On Wednesday, Queensland Nationals Senator Matt Canavan called on Australia to boycott Glasgow, labelling the conference a “sham” in reaction to news that the nuclear industry has not been granted permission to host exhibits at the conference.
“They have banned nuclear technologies – reliable, emission-free power – from presenting. Climate change activism is not about changing the climate, it is about changing our politics. Australia should not bother going,” Senator Canavan tweeted.
Retiring Flynn MP Ken O’Dowd said Britain, the USA and Canada use nuclear power and he would “tend to agree” with Mr Canavan.
“Why would the Glasgow conference not want to discuss it? It should be one of the first items on the agenda,” Mr O’Dowd said.
However, former Nationals leader Michael McCormack said, in response to Mr Canavan, that Australia must be “at the table” in Glasgow.
“We have to be part of discussions, part of finding the way forward,” Mr McCormack said.
Australian Energy Council, which represents Australia’s largest electricity providers and major emitters including AGL, Origin and EnergyAustralia, backs a net zero deadline. Chief executive Sarah McNamara said the industry had a key role in climate action.
“Settling on an economy-wide target will let us then decide the best ways to get there at the lowest cost and undoubtedly prompt a steady reduction in our emissions,” Ms McNamara said.
The Australian Industry Group chief executive Innes Willox said it was crucial government deliver on its promise to release a long-term strategy for climate change before Glasgow.
“(It) should include a clear long term national goal of net zero emissions by 2050 to guide government policy and private investment (and) medium term emissions reduction goals in line with the long-term goal and Australia’s peers,” Mr Willox said.
Australian Petroleum Production and Exploration Association also backed net zero by 2050 and said the industry was investing heavily to reduce emissions.
“Anyone reading the sobering report from the Intergovernmental Panel on Climate Change this week knows the world has no other option but to take practical steps to address the climate challenge,” an APPEA spokesman said.
Peak mining lobby the Minerals Council backs the Prime Minister’s current policy stance to reach net zero by as soon as possible and preferably by 2050. It called for Australia to open its carbon credit scheme, which pays private industry for emissions reduction, to international trading.
The council lodged a submission this week on the Japan-Australia Economic Partnership Agreement which said Japan’s commitment to decarbonise its economy provided a significant opportunity for the mining industry to supply “technologies of the future, including hydrogen with carbon capture storage”.

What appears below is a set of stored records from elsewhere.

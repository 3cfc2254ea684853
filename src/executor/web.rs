use std::collections::{BTreeMap, HashMap};

use async_trait::async_trait;
use reqwest::Client;
use serde::de::DeserializeOwned;

use crate::error::SearchError;
use crate::filter::FilterField;
use crate::option::ResolvedSearchOption;
use crate::pagination::SearcherPagination;
use crate::searcher::{DjolarSearcher, SearcherResolves, SearcherResponse};

use super::SearchExecutor;

/// Default executor speaking the djolar wire format over HTTP GET.
///
/// Query parameters: `q` (encoded filter conditions joined with `|`), `s`
/// (sort spec, `-` prefix for descending), `p` (page), `l` (rows per page),
/// plus every `extra_query` entry. Empty `q`/`s` are omitted. The response
/// body is expected to be a JSON object shaped like [`SearcherResponse`].
///
/// The only `config` key this executor understands is `"headers"`, an object
/// of header name to string value; everything else is ignored.
#[derive(Debug, Clone, Default)]
pub struct WebSearchExecutor;

impl WebSearchExecutor {
    pub fn new() -> Self {
        Self
    }

    /// Join the encoded conditions with `|`, ordered by field name so the
    /// wire form is deterministic.
    fn encode_filter(filter: &HashMap<String, FilterField>) -> String {
        let ordered: BTreeMap<&String, &FilterField> = filter.iter().collect();
        ordered
            .values()
            .map(|field| field.encoded())
            .collect::<Vec<_>>()
            .join("|")
    }

    fn encode_sort(pagination: &SearcherPagination) -> String {
        pagination
            .sort_by
            .iter()
            .map(|sort| {
                if sort.descend {
                    format!("-{}", sort.name)
                } else {
                    sort.name.clone()
                }
            })
            .collect::<Vec<_>>()
            .join(",")
    }

    /// Scalar JSON values are rendered bare, everything else as compact JSON.
    fn render_query_value(value: &serde_json::Value) -> String {
        match value {
            serde_json::Value::String(s) => s.clone(),
            other => other.to_string(),
        }
    }

    fn build_query<T>(option: &ResolvedSearchOption<T>) -> Vec<(String, String)> {
        let mut query = Vec::new();

        let q = Self::encode_filter(&option.filter);
        if !q.is_empty() {
            query.push(("q".to_string(), q));
        }

        let s = Self::encode_sort(&option.pagination);
        if !s.is_empty() {
            query.push(("s".to_string(), s));
        }

        query.push(("p".to_string(), option.pagination.page.to_string()));
        query.push(("l".to_string(), option.pagination.rows_per_page.to_string()));

        let extra: BTreeMap<&String, &serde_json::Value> = option.extra_query.iter().collect();
        for (key, value) in extra {
            query.push((key.clone(), Self::render_query_value(value)));
        }

        query
    }

    async fn perform<T>(
        &self,
        transport: &Client,
        option: &ResolvedSearchOption<T>,
    ) -> Result<SearcherResolves<T>, SearchError>
    where
        T: DeserializeOwned,
    {
        let query = Self::build_query(option);

        tracing::debug!(
            list_url = %option.list_url,
            page = option.pagination.page,
            rows_per_page = option.pagination.rows_per_page,
            filter_count = option.filter.len(),
            "performing djolar search"
        );

        let mut request = transport.get(&option.list_url).query(&query);
        if let Some(headers) = option.config.get("headers").and_then(|v| v.as_object()) {
            for (name, value) in headers {
                if let Some(value) = value.as_str() {
                    request = request.header(name.as_str(), value);
                }
            }
        }

        let response = request.send().await?;

        if !response.status().is_success() {
            let status = response.status();
            let body = response.text().await.unwrap_or_default();

            tracing::warn!(
                status = %status,
                body = %body,
                "djolar endpoint returned error"
            );

            return Err(SearchError::Api {
                status: status.as_u16(),
                body,
            });
        }

        let raw: serde_json::Value = response.json().await?;
        let mut parsed: SearcherResponse<T> = serde_json::from_value(raw.clone())?;
        parsed.result = (option.cast_func)(parsed.result);

        tracing::debug!(
            count = parsed.count,
            rows = parsed.result.len(),
            "djolar search completed"
        );

        Ok(SearcherResolves {
            response: parsed,
            raw: Some(raw),
        })
    }
}

#[async_trait]
impl<T> SearchExecutor<T, Client> for WebSearchExecutor
where
    T: DeserializeOwned + Send + Sync + 'static,
{
    async fn execute(
        &self,
        searcher: &DjolarSearcher<T, Client>,
        transport: &Client,
        option: ResolvedSearchOption<T>,
    ) -> Result<SearcherResolves<T>, SearchError> {
        match self.perform(transport, &option).await {
            Ok(resolves) => {
                searcher.notify_success(&resolves);
                Ok(resolves)
            }
            Err(err) => {
                searcher.notify_fail(&err);
                Err(err)
            }
        }
    }
}
use super::{Dedup, EventReducer, ReconcileOutcome};
use crate::context::SyncContext;
use crate::domain::EntityId;
use crate::error::SyncResult;
use crate::ports::{ChangeEvent, ChangeKind};
use crate::services::ProfileDirectory;
use crate::store::{FeedStore, Shared, Upsert};
use async_trait::async_trait;
use std::sync::Arc;
use tracing::debug;

/// Merges pushed comment changes of one post's thread
pub struct CommentReducer {
    ctx: Arc<SyncContext>,
    feed: Shared<FeedStore>,
    profiles: ProfileDirectory,
    dedup: Dedup,
    post_id: EntityId,
}

impl CommentReducer {
    pub(crate) fn new(
        ctx: Arc<SyncContext>,
        feed: Shared<FeedStore>,
        profiles: ProfileDirectory,
        dedup: Dedup,
        post_id: EntityId,
    ) -> Self {
        Self {
            ctx,
            feed,
            profiles,
            dedup,
            post_id,
        }
    }

    async fn inserted(&self, event: &ChangeEvent) -> SyncResult<ReconcileOutcome> {
        let columns = self.ctx.schema.comments_for(&event.row);
        let comment = columns.map(&event.row);
        if comment.id.is_temporary() || comment.post_id.as_ref() != Some(&self.post_id) {
            return Ok(ReconcileOutcome::Ignored);
        }

        let key = Dedup::key(event, &comment.id);
        if self.dedup.seen(&key)? {
            debug!(comment_id = %comment.id, "Skipping redelivered comment");
            return Ok(ReconcileOutcome::Duplicate);
        }

        let me = self.ctx.user_id();
        let mine = comment.is_authored_by(me);
        if !mine {
            if let Some(author) = &comment.author_id {
                self.profiles.ensure(author).await;
            }
        }

        let outcome = {
            let mut feed = self.feed.write();
            let pending = if mine {
                feed.pending_comment_for(&self.post_id, me, &comment.text)
            } else {
                None
            };
            if feed.find_comment(&comment.id).is_some() {
                ReconcileOutcome::Duplicate
            } else if let Some(temp_id) = pending {
                let server_id = comment.id.clone();
                feed.confirm_comment(&temp_id, comment);
                ReconcileOutcome::Confirmed { temp_id, server_id }
            } else {
                let id = comment.id.clone();
                match feed.upsert_comment(comment) {
                    Upsert::Inserted => ReconcileOutcome::Appended(id),
                    Upsert::Replaced => ReconcileOutcome::Duplicate,
                    Upsert::Ignored => ReconcileOutcome::Ignored,
                }
            }
        };

        self.dedup.record(&key, &outcome)?;
        debug!(post_id = %self.post_id, outcome = ?outcome, "Pushed comment merged");
        Ok(outcome)
    }

    fn deleted(&self, event: &ChangeEvent) -> SyncResult<ReconcileOutcome> {
        let columns = self.ctx.schema.comments_for(&event.row);
        let Some(id) = event
            .row
            .get(columns.id_key())
            .and_then(EntityId::from_value)
        else {
            return Ok(ReconcileOutcome::Ignored);
        };

        let key = Dedup::key(event, &id);
        if self.dedup.seen(&key)? {
            return Ok(ReconcileOutcome::Duplicate);
        }

        let outcome = {
            let mut feed = self.feed.write();
            let in_thread = feed
                .find_comment(&id)
                .is_some_and(|c| c.post_id.as_ref() == Some(&self.post_id));
            if in_thread && feed.remove_comment(&id).is_some() {
                ReconcileOutcome::Removed(id)
            } else {
                ReconcileOutcome::Ignored
            }
        };
        self.dedup.record(&key, &outcome)?;
        Ok(outcome)
    }
}

#[async_trait]
impl EventReducer for CommentReducer {
    async fn reduce(&self, event: ChangeEvent) -> SyncResult<ReconcileOutcome> {
        match event.kind {
            ChangeKind::Insert => self.inserted(&event).await,
            ChangeKind::Delete => self.deleted(&event),
        }
    }
}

The Clean Energy Investor Group, which represents Macquarie Bank, Andrew Forest’s Squadron Energy and the world’s largest asset manager BlackRock said Australia would take an economic hit if it took weaker climate commitments to Glasgow.
Chief executive Simon Corbell said Australia should set an economy-wide net zero deadline of 2040 including a 2035 deadline for the electricity sector.
“This would only result in the cost of capital for clean energy projects in Australia remaining more expensive than other advanced economies,” he said.
The Investor Group of Climate Change, backed by funds managing $2 trillion of assets, said many nations had moved beyond net zero and were making more ambitious near term goals.
“Australia risks being the only major advanced economy to not substantially and formally increase its 2030 target by Glasgow,” said policy director Erwin Jackson.
“Capital is mobile and will move to countries which deliver the best long-term returns. For long-term investors this is a net zero emission economy. Investors expect nations to demonstrate strong ambition to 2030 to get on an orderly pathway to net zero emission by 2050.”